## Exercise goal:
An exact copy of every entry below is needed.

################

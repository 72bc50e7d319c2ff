//! Shared protocol constants.

use std::time::Duration;

/// Well-known port the slice responder binds for a sending session.
pub const COMMUNICATION_PORT: u16 = 8081;

/// Maximum length of one file slice in bytes (512 KiB).
///
/// Every slice except possibly the last is exactly this long. A file whose
/// size is an exact multiple of this length still ends with a full-size
/// slice, never a zero-byte one.
pub const FILE_SLICE_MAX_LENGTH: u64 = 512 * 1024;

/// Length of a per-file transfer key (alphanumeric characters).
pub const TRANSFER_KEY_LENGTH: usize = 24;

/// Length of the shared queue-finish key (alphanumeric characters).
pub const QUEUE_FINISH_KEY_LENGTH: usize = 15;

/// Pause around per-file metadata announces, giving the receiver time to
/// prepare before slices may be requested.
pub const ANNOUNCE_DELAY: Duration = Duration::from_secs(1);

/// Value of the `Receiver` field on every announce message.
pub const RECEIVER_FILE: &str = "FileReceiver";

################

## Solved problem:
repository 72bc50e7d319c2ff
//! Shared protocol constants.

use std::time::Duration;

/// Well-known port the slice responder binds for a sending session.
pub const COMMUNICATION_PORT: u16 = 8081;

/// Maximum length of one file slice in bytes (512 KiB).
///
/// Every slice except possibly the last is exactly this long. A file whose
/// size is an exact multiple of this length still ends with a full-size
/// slice, never a zero-byte one.
pub const FILE_SLICE_MAX_LENGTH: u64 = 512 * 1024;

/// Length of a per-file transfer key (alphanumeric characters).
pub const TRANSFER_KEY_LENGTH: usize = 24;

/// Length of the shared queue-finish key (alphanumeric characters).
pub const QUEUE_FINISH_KEY_LENGTH: usize = 15;

/// Pause around per-file metadata announces, giving the receiver time to
/// prepare before slices may be requested.
pub const ANNOUNCE_DELAY: Duration = Duration::from_secs(1);

/// Value of the `Receiver` field on every announce message.
pub const RECEIVER_FILE: &str = "FileReceiver";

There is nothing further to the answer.